= Goal of the exercise =
The answer is the set of lines that include "SearchOutput", copied from the data below.

-----

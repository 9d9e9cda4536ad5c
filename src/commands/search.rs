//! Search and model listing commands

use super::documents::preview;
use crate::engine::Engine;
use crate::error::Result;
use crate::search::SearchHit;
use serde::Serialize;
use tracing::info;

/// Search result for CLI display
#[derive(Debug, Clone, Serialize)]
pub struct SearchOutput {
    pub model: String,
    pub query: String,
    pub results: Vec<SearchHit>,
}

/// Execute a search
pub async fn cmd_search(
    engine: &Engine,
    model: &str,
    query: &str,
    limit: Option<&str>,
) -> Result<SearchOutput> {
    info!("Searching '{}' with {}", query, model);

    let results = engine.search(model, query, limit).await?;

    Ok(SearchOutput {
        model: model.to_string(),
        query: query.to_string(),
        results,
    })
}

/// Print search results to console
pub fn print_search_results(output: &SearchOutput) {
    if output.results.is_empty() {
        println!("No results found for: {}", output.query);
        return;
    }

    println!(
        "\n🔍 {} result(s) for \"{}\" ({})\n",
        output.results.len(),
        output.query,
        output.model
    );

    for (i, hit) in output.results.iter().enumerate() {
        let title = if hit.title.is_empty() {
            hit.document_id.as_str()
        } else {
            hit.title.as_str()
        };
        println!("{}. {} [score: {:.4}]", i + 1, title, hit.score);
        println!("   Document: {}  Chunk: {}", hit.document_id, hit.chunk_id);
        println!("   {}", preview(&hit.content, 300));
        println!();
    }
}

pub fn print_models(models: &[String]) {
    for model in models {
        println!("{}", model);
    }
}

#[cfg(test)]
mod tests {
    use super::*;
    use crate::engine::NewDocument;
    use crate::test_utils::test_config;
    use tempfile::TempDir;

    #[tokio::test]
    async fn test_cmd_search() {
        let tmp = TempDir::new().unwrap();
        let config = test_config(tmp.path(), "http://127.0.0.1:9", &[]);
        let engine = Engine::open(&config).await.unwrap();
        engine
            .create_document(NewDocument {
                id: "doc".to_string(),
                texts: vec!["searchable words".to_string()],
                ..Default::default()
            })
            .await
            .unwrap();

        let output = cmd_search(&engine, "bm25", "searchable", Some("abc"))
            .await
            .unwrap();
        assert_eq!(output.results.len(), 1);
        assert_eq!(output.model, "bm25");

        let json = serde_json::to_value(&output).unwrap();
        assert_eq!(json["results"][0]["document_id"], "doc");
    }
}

-----

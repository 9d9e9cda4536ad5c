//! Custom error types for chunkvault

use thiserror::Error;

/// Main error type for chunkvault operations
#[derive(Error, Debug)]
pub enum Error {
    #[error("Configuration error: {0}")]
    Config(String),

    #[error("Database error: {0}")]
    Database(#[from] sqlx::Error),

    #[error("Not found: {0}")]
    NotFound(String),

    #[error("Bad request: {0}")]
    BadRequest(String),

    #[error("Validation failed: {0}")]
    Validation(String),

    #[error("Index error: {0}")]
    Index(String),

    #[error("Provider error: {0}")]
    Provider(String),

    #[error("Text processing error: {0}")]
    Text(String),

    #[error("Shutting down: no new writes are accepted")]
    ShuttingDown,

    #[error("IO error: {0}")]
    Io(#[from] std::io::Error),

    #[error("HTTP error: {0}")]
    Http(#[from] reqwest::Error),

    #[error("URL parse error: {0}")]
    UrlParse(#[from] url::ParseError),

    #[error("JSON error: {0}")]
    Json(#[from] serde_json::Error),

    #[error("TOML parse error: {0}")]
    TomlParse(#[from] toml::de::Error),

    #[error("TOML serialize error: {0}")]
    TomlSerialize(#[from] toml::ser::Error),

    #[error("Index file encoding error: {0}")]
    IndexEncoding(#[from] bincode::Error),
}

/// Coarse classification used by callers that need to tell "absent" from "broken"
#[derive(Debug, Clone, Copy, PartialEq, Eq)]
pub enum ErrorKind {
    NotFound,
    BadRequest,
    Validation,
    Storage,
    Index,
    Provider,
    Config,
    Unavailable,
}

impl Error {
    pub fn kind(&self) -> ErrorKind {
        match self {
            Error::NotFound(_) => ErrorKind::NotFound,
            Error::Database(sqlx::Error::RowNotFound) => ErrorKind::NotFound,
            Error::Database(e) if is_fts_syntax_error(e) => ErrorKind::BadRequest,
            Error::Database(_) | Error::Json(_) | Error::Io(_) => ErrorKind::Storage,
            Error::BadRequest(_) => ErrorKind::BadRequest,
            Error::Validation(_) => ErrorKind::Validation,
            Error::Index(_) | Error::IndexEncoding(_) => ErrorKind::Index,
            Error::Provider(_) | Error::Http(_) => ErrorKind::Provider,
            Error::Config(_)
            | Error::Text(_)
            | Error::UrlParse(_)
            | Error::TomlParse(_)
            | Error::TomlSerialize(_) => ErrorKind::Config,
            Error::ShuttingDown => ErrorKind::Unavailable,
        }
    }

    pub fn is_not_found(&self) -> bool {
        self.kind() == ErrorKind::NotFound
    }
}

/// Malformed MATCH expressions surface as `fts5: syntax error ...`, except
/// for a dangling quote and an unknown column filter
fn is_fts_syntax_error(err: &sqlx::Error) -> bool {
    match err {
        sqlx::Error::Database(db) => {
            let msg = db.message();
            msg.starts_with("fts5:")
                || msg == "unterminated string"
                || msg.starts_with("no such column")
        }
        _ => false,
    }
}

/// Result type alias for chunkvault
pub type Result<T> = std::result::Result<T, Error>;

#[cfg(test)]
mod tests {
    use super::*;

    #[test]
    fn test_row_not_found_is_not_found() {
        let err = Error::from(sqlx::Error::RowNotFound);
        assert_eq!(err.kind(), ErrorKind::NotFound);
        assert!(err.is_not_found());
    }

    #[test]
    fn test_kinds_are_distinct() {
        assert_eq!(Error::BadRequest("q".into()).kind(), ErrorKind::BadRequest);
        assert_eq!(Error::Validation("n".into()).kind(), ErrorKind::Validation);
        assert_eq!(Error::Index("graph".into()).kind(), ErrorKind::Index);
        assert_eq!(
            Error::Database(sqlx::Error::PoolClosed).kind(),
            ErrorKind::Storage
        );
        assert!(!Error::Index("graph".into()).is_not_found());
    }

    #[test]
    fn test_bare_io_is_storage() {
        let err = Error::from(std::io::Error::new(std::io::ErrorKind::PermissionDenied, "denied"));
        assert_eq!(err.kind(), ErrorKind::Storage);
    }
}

-----

= Response to the task =
pub struct SearchOutput {
) -> Result<SearchOutput> {
    Ok(SearchOutput {
pub fn print_search_results(output: &SearchOutput) {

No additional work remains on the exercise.